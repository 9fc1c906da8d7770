//! Property tests for the red-channel LSB codec.

use avatar_stego::processing::lsb::{self, CodecError, BITS_PER_CHAR, MARKER_BITS};
use proptest::prelude::*;

/// Random RGBA buffer with room for at least `min_bits` payload bits.
fn buffer_with_capacity(min_bits: usize) -> impl Strategy<Value = Vec<u8>> {
    (0usize..64).prop_flat_map(move |extra_pixels| {
        prop::collection::vec(any::<u8>(), (min_bits + extra_pixels) * 4)
    })
}

proptest! {
    #[test]
    fn round_trip_printable_ascii(
        (text, buffer) in "[ -~]{0,40}".prop_flat_map(|text| {
            let bits = text.len() * BITS_PER_CHAR + MARKER_BITS;
            (Just(text), buffer_with_capacity(bits))
        })
    ) {
        let mut carrier = buffer.clone();
        lsb::encode(&mut carrier, &text).unwrap();
        prop_assert_eq!(lsb::decode(&carrier).unwrap(), Some(text));
    }

    #[test]
    fn encode_touches_only_red_lsb(
        (text, buffer) in "[ -~]{0,24}".prop_flat_map(|text| {
            let bits = text.len() * BITS_PER_CHAR + MARKER_BITS;
            (Just(text), buffer_with_capacity(bits))
        })
    ) {
        let mut carrier = buffer.clone();
        lsb::encode(&mut carrier, &text).unwrap();

        for (before, after) in buffer.chunks_exact(4).zip(carrier.chunks_exact(4)) {
            prop_assert_eq!(&before[1..], &after[1..]);
            prop_assert!(before[0].abs_diff(after[0]) <= 1);
        }
    }

    #[test]
    fn decode_never_mutates(buffer in prop::collection::vec(any::<u8>(), 0..2048)) {
        let len = buffer.len() / 4 * 4;
        let buffer = buffer[..len].to_vec();
        let snapshot = buffer.clone();
        let _ = lsb::decode(&buffer).unwrap();
        prop_assert_eq!(buffer, snapshot);
    }

    #[test]
    fn one_bit_short_is_rejected_without_mutation(text in "[a-z]{1,20}") {
        let required = text.len() * BITS_PER_CHAR + MARKER_BITS;
        let mut buffer = vec![0x55u8; (required - 1) * 4];
        let snapshot = buffer.clone();

        prop_assert_eq!(
            lsb::encode(&mut buffer, &text),
            Err(CodecError::CapacityExceeded { required_bits: required, available_bits: required - 1 })
        );
        prop_assert_eq!(buffer, snapshot);
    }
}

#[test]
fn short_random_buffer_without_marker_is_none() {
    // Fewer than 16 pixels can never hold the marker.
    let buffer: Vec<u8> = (0..15 * 4).map(|i| (i * 73 % 256) as u8).collect();
    assert_eq!(lsb::decode(&buffer), Ok(None));
}

#[test]
fn alternating_bits_have_no_marker() {
    let buffer: Vec<u8> = (0..4096).map(|i| if (i / 4) % 2 == 0 { 1 } else { 0 }).collect();
    assert_eq!(lsb::decode(&buffer), Ok(None));
}
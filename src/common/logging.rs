use env_logger::{Builder, Env};
use std::io::Write;

/// Initialize the logging system with timestamp, level, and message formatting.
///
/// Format: `[HH:MM:SS] [LEVEL] message`. Defaults to INFO; `RUST_LOG` overrides.
pub fn init_logger() {
    Builder::from_env(Env::default().default_filter_or("info"))
        .format(|buf, record| {
            writeln!(
                buf,
                "[{}] [{}] {}",
                chrono::Local::now().format("%H:%M:%S"),
                record.level(),
                record.args()
            )
        })
        .init();
}
//! CLI command handlers.

pub mod common;
pub mod friend;
pub mod owner;
pub mod rescuer;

__What this task involves__: Set down each entry again, unchanged.

__Output below__:
repository 9fc1c906da8d7770
//! Property tests for the red-channel LSB codec.

use avatar_stego::processing::lsb::{self, CodecError, BITS_PER_CHAR, MARKER_BITS};
use proptest::prelude::*;

/// Random RGBA buffer with room for at least `min_bits` payload bits.
fn buffer_with_capacity(min_bits: usize) -> impl Strategy<Value = Vec<u8>> {
    (0usize..64).prop_flat_map(move |extra_pixels| {
        prop::collection::vec(any::<u8>(), (min_bits + extra_pixels) * 4)
    })
}

proptest! {
    #[test]
    fn round_trip_printable_ascii(
        (text, buffer) in "[ -~]{0,40}".prop_flat_map(|text| {
            let bits = text.len() * BITS_PER_CHAR + MARKER_BITS;
            (Just(text), buffer_with_capacity(bits))
        })
    ) {
        let mut carrier = buffer.clone();
        lsb::encode(&mut carrier, &text).unwrap();
        prop_assert_eq!(lsb::decode(&carrier).unwrap(), Some(text));
    }

    #[test]
    fn encode_touches_only_red_lsb(
        (text, buffer) in "[ -~]{0,24}".prop_flat_map(|text| {
            let bits = text.len() * BITS_PER_CHAR + MARKER_BITS;
            (Just(text), buffer_with_capacity(bits))
        })
    ) {
        let mut carrier = buffer.clone();
        lsb::encode(&mut carrier, &text).unwrap();

        for (before, after) in buffer.chunks_exact(4).zip(carrier.chunks_exact(4)) {
            prop_assert_eq!(&before[1..], &after[1..]);
            prop_assert!(before[0].abs_diff(after[0]) <= 1);
        }
    }

    #[test]
    fn decode_never_mutates(buffer in prop::collection::vec(any::<u8>(), 0..2048)) {
        let len = buffer.len() / 4 * 4;
        let buffer = buffer[..len].to_vec();
        let snapshot = buffer.clone();
        let _ = lsb::decode(&buffer).unwrap();
        prop_assert_eq!(buffer, snapshot);
    }

    #[test]
    fn one_bit_short_is_rejected_without_mutation(text in "[a-z]{1,20}") {
        let required = text.len() * BITS_PER_CHAR + MARKER_BITS;
        let mut buffer = vec![0x55u8; (required - 1) * 4];
        let snapshot = buffer.clone();

        prop_assert_eq!(
            lsb::encode(&mut buffer, &text),
            Err(CodecError::CapacityExceeded { required_bits: required, available_bits: required - 1 })
        );
        prop_assert_eq!(buffer, snapshot);
    }
}

#[test]
fn short_random_buffer_without_marker_is_none() {
    // Fewer than 16 pixels can never hold the marker.
    let buffer: Vec<u8> = (0..15 * 4).map(|i| (i * 73 % 256) as u8).collect();
    assert_eq!(lsb::decode(&buffer), Ok(None));
}

#[test]
fn alternating_bits_have_no_marker() {
    let buffer: Vec<u8> = (0..4096).map(|i| if (i / 4) % 2 == 0 { 1 } else { 0 }).collect();
    assert_eq!(lsb::decode(&buffer), Ok(None));
}
filename src/common/logging.rs
use env_logger::{Builder, Env};
use std::io::Write;

/// Initialize the logging system with timestamp, level, and message formatting.
///
/// Format: `[HH:MM:SS] [LEVEL] message`. Defaults to INFO; `RUST_LOG` overrides.
pub fn init_logger() {
    Builder::from_env(Env::default().default_filter_or("info"))
        .format(|buf, record| {
            writeln!(
                buf,
                "[{}] [{}] {}",
                chrono::Local::now().format("%H:%M:%S"),
                record.level(),
                record.args()
            )
        })
        .init();
}
//! CLI command handlers.

pub mod common;
pub mod friend;
pub mod owner;
pub mod rescuer;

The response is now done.